November 28: The First Sunday of Advent

Sam Magill is a coach and poet. He has served on the Bishop’s Committee at St. Hilda St. Patrick and has chaired the stewardship committee. This sermon was preached as a response to Luke 21.25-36 based on the manuscript below.

Taken as a whole, today’s passage from Luke presents us with a peculiar beginning to Advent. Thanksgiving is done. Christmas lights are just around the corner. Trim the tree and wrap the presents. Get ready for the next holiday. In contrast, Luke advises us that the end is near.

21:25 “There will be signs in the sun, the moon, and the stars, and on the earth distress among nations confused by the roaring of the sea and the waves.

Indeed, there are signs! The roaring of a sea of voices, of social media, of self-selected truths is very much like the confused seas experienced in a boat or kayak when confronted with tidal forces, ocean swells, wind waves in another direction, tidal rivers and currents created water and land collide. Tragically, a 37- year-old man recently died kayaking off Everett. There were signs, but he failed to be prepared, to stay awake.
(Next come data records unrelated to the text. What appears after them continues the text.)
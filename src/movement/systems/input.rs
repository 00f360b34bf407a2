//! Movement domain: input sampling for locomotion.

use bevy::prelude::*;

use crate::movement::MovementInput;

pub(crate) fn read_input(keyboard: Res<ButtonInput<KeyCode>>, mut input: ResMut<MovementInput>) {
    let mut axis = Vec2::ZERO;
    if keyboard.pressed(KeyCode::KeyA) || keyboard.pressed(KeyCode::ArrowLeft) {
        axis.x -= 1.0;
    }
    if keyboard.pressed(KeyCode::KeyD) || keyboard.pressed(KeyCode::ArrowRight) {
        axis.x += 1.0;
    }
    if keyboard.pressed(KeyCode::KeyS) || keyboard.pressed(KeyCode::ArrowDown) {
        axis.y -= 1.0;
    }
    if keyboard.pressed(KeyCode::KeyW) || keyboard.pressed(KeyCode::ArrowUp) {
        axis.y += 1.0;
    }

    input.axis = axis.normalize_or_zero();
}
//! Boss domain: per-boss runtime state and the table that owns it.

use bevy::prelude::*;
use std::collections::{HashMap, HashSet};

/// Key of a recurring add wave: phase number and index within that phase
#[derive(Debug, Clone, Copy, PartialEq, Eq, Hash)]
pub struct WaveKey {
    pub phase: u32,
    pub index: usize,
}

/// Mutable encounter state for one boss.
#[derive(Debug, Clone)]
pub struct BossRuntime {
    pub current_phase: u32,
    pub phase_adds_spawned: HashSet<u32>,
    pub ability_cooldowns: HashMap<String, f32>,
    pub add_wave_timers: HashMap<WaveKey, f32>,
    pub charging: bool,
    pub charge_remaining: f32,
    pub charge_direction: Vec2,
    pub telegraphing: bool,
    pub fight_timer: f32,
    pub enraged: bool,
    pub enrage_applied: bool,
    pub enrage_music_triggered: bool,
    pub pulse_time: f32,
    /// Set once the boss has run its first tick
    pub started: bool,
}

impl Default for BossRuntime {
    fn default() -> Self {
        Self {
            current_phase: 1,
            phase_adds_spawned: HashSet::new(),
            ability_cooldowns: HashMap::new(),
            add_wave_timers: HashMap::new(),
            charging: false,
            charge_remaining: 0.0,
            charge_direction: Vec2::X,
            telegraphing: false,
            fight_timer: 0.0,
            enraged: false,
            enrage_applied: false,
            enrage_music_triggered: false,
            pulse_time: 0.0,
            started: false,
        }
    }
}

impl BossRuntime {
    /// True while a charge or telegraph locks out all other logic.
    pub fn is_busy(&self) -> bool {
        self.charging || self.telegraphing
    }

    pub fn start_charge(&mut self, direction: Vec2, duration: f32) {
        self.charging = true;
        self.charge_remaining = duration;
        self.charge_direction = direction;
    }
}

/// Runtime state for every live boss, keyed by entity.
/// Entries are created lazily on a boss's first tick and released when
/// the boss entity is despawned.
#[derive(Resource, Debug, Default)]
pub struct BossRuntimeTable {
    runtimes: HashMap<Entity, BossRuntime>,
}

impl BossRuntimeTable {
    pub fn get_or_create(&mut self, boss: Entity) -> &mut BossRuntime {
        self.runtimes.entry(boss).or_default()
    }

    pub fn get(&self, boss: Entity) -> Option<&BossRuntime> {
        self.runtimes.get(&boss)
    }

    pub fn get_mut(&mut self, boss: Entity) -> Option<&mut BossRuntime> {
        self.runtimes.get_mut(&boss)
    }

    pub fn release(&mut self, boss: Entity) -> Option<BossRuntime> {
        self.runtimes.remove(&boss)
    }

    pub fn contains(&self, boss: Entity) -> bool {
        self.runtimes.contains_key(&boss)
    }

    pub fn len(&self) -> usize {
        self.runtimes.len()
    }

    pub fn iter(&self) -> impl Iterator<Item = (&Entity, &BossRuntime)> {
        self.runtimes.iter()
    }
}
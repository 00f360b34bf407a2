//! Debug domain: hotkeys and runtime inspection for boss encounters.

use bevy::prelude::*;
use serde_json::{Value, json};

use crate::boss::{
    Boss, BossRuntime, BossRuntimeTable, EncounterClock, Health, TelegraphQueue, WaveKey,
    spawn_boss,
};
use crate::content::BossDesignRegistry;
use crate::core::{MORE_PHASES_MODIFIER, RunConfig, RunModifiers};
use crate::debug::state::{DebugAction, DebugState};
use crate::debug::ui::{DebugInfoOverlay, spawn_debug_info_overlay};
use crate::movement::Player;

/// Fraction of max health removed by the chip hotkey
const CHIP_FRACTION: f32 = 0.1;

/// JSON view of one boss's runtime state
pub fn runtime_snapshot(entity: Entity, runtime: &BossRuntime) -> Value {
    let mut cooldowns: Vec<(&String, &f32)> = runtime.ability_cooldowns.iter().collect();
    cooldowns.sort_by(|a, b| a.0.cmp(b.0));
    let mut wave_timers: Vec<(&WaveKey, &f32)> = runtime.add_wave_timers.iter().collect();
    wave_timers.sort_by_key(|(key, _)| (key.phase, key.index));
    let mut spawned: Vec<u32> = runtime.phase_adds_spawned.iter().copied().collect();
    spawned.sort_unstable();

    json!({
        "entity": format!("{:?}", entity),
        "phase": runtime.current_phase,
        "phase_adds_spawned": spawned,
        "ability_cooldowns": cooldowns
            .into_iter()
            .map(|(id, remaining)| (id.clone(), json!(remaining)))
            .collect::<serde_json::Map<String, Value>>(),
        "add_wave_timers": wave_timers
            .into_iter()
            .map(|(key, remaining)| (format!("{}:{}", key.phase, key.index), json!(remaining)))
            .collect::<serde_json::Map<String, Value>>(),
        "charging": runtime.charging,
        "charge_remaining": runtime.charge_remaining,
        "telegraphing": runtime.telegraphing,
        "fight_timer": runtime.fight_timer,
        "enraged": runtime.enraged,
        "enrage_music_triggered": runtime.enrage_music_triggered,
    })
}

/// JSON view of every tracked boss, ordered by entity
pub fn encounter_snapshot(
    table: &BossRuntimeTable,
    clock: &EncounterClock,
    pending: usize,
) -> Value {
    let mut bosses: Vec<_> = table.iter().collect();
    bosses.sort_by_key(|(entity, _)| **entity);

    json!({
        "elapsed": clock.elapsed,
        "pending_telegraphs": pending,
        "bosses": bosses
            .into_iter()
            .map(|(entity, runtime)| runtime_snapshot(*entity, runtime))
            .collect::<Vec<_>>(),
    })
}

/// Handle debug hotkeys (F1-F5)
#[allow(clippy::too_many_arguments)]
pub(crate) fn handle_debug_hotkeys(
    mut commands: Commands,
    keyboard: Res<ButtonInput<KeyCode>>,
    mut debug_state: ResMut<DebugState>,
    mut modifiers: ResMut<RunModifiers>,
    registry: Res<BossDesignRegistry>,
    table: Res<BossRuntimeTable>,
    clock: Res<EncounterClock>,
    queue: Res<TelegraphQueue>,
    player_query: Query<&Transform, With<Player>>,
    mut boss_query: Query<(Entity, &Boss, &mut Health)>,
) {
    for action in DebugAction::ALL {
        if !keyboard.just_pressed(action.key()) {
            continue;
        }

        match action {
            DebugAction::ToggleInfo => {
                debug_state.show_info = !debug_state.show_info;
            }
            DebugAction::SpawnBoss => {
                let Ok(player_transform) = player_query.single() else {
                    warn!("[DEBUG] No player to spawn a boss near");
                    continue;
                };
                let pos = player_transform.translation.truncate() + Vec2::new(0.0, 250.0);
                let ids = registry.ids();
                let boss_count = boss_query.iter().count();
                let design = match ids.get(boss_count % ids.len().max(1)) {
                    Some(id) => registry.resolve(id),
                    None => registry.fallback(),
                };
                spawn_boss(&mut commands, design, pos, 1);
                debug_state.set_message(format!("Spawned {}", design.name), 2.0);
                info!("[DEBUG] Spawned boss '{}' at {:?}", design.id, pos);
            }
            DebugAction::ChipBossHealth => {
                for (entity, _, mut health) in &mut boss_query {
                    let amount = health.max * CHIP_FRACTION;
                    health.take_damage(amount);
                    info!(
                        "[DEBUG] Boss {:?} chipped to {:.0}/{:.0}",
                        entity, health.current, health.max
                    );
                }
                debug_state.set_message("Chipped boss health", 2.0);
            }
            DebugAction::ToggleMorePhases => {
                let enabled = modifiers.toggle(MORE_PHASES_MODIFIER);
                let msg = format!(
                    "{} {}",
                    MORE_PHASES_MODIFIER,
                    if enabled { "ON" } else { "OFF" }
                );
                info!("[DEBUG] {}", msg);
                debug_state.set_message(msg, 2.0);
            }
            DebugAction::DumpRuntime => {
                let snapshot = encounter_snapshot(&table, &clock, queue.len());
                match serde_json::to_string_pretty(&snapshot) {
                    Ok(text) => info!("[DEBUG] Encounter runtime:\n{}", text),
                    Err(e) => error!("[DEBUG] Failed to serialize runtime: {}", e),
                }
                debug_state.set_message("Runtime dumped to log", 2.0);
            }
        }
    }
}

/// Update status message timer and fade out
pub(crate) fn update_status_message(time: Res<Time>, mut debug_state: ResMut<DebugState>) {
    if let Some((_, ref mut duration)) = debug_state.status_message {
        *duration -= time.delta_secs();
        if *duration <= 0.0 {
            debug_state.status_message = None;
        }
    }
}

/// Update the encounter overlay with boss state
#[allow(clippy::too_many_arguments)]
pub(crate) fn update_debug_info_overlay(
    mut commands: Commands,
    debug_state: Res<DebugState>,
    run_config: Res<RunConfig>,
    modifiers: Res<RunModifiers>,
    table: Res<BossRuntimeTable>,
    queue: Res<TelegraphQueue>,
    boss_query: Query<(Entity, &Boss, &Health)>,
    mut overlay_query: Query<(Entity, &mut Text), With<DebugInfoOverlay>>,
) {
    if !debug_state.show_info {
        for (entity, _) in &overlay_query {
            commands.entity(entity).despawn();
        }
        return;
    }

    let Ok((_, mut text)) = overlay_query.single_mut() else {
        spawn_debug_info_overlay(&mut commands);
        return;
    };

    let mut lines = vec![
        format!("Seed: {}", run_config.seed),
        format!(
            "More phases: {}",
            modifiers.has_modifier(MORE_PHASES_MODIFIER)
        ),
        format!(
            "Tracked bosses: {} (pending telegraphs: {})",
            table.len(),
            queue.len()
        ),
    ];
    for (entity, boss, health) in &boss_query {
        let (phase, timer, enraged, busy) = table
            .get(entity)
            .map(|r| (r.current_phase, r.fight_timer, r.enraged, r.is_busy()))
            .unwrap_or((1, 0.0, false, false));
        lines.push(format!(
            "{}: HP {:.0}/{:.0} phase {} t={:.1}s{}{}",
            boss.design_id,
            health.current,
            health.max,
            phase,
            timer,
            if busy { " busy" } else { "" },
            if enraged { " ENRAGED" } else { "" }
        ));
    }
    if let Some((message, _)) = &debug_state.status_message {
        lines.push(message.clone());
    }

    **text = lines.join("\n");
}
The signs of rising gun violence, of jury verdicts absent justice, of cars plowing through crowds of children and grandmothers are terrifying.

Luke goes on to say: 21:26 People will faint from fear and foreboding of what is coming upon the world, for the powers of the heavens will be shaken.

We have many reasons to fear – inflation, pandemic, conflict around the world, deadlocked legislative bodies, money for food, inadequate housing, national leaders flexing their domineering muscles and, lest we forget, melting glaciers.

21:32 Truly I tell you, this generation will not pass away until all things have taken place. Luke tells us that everything we know of will be gone and suddenly. My struggle is that Luke wrote 2000 years ago and here we are, still in fear, still waiting, still hoping for the coming of a kingdom of peace.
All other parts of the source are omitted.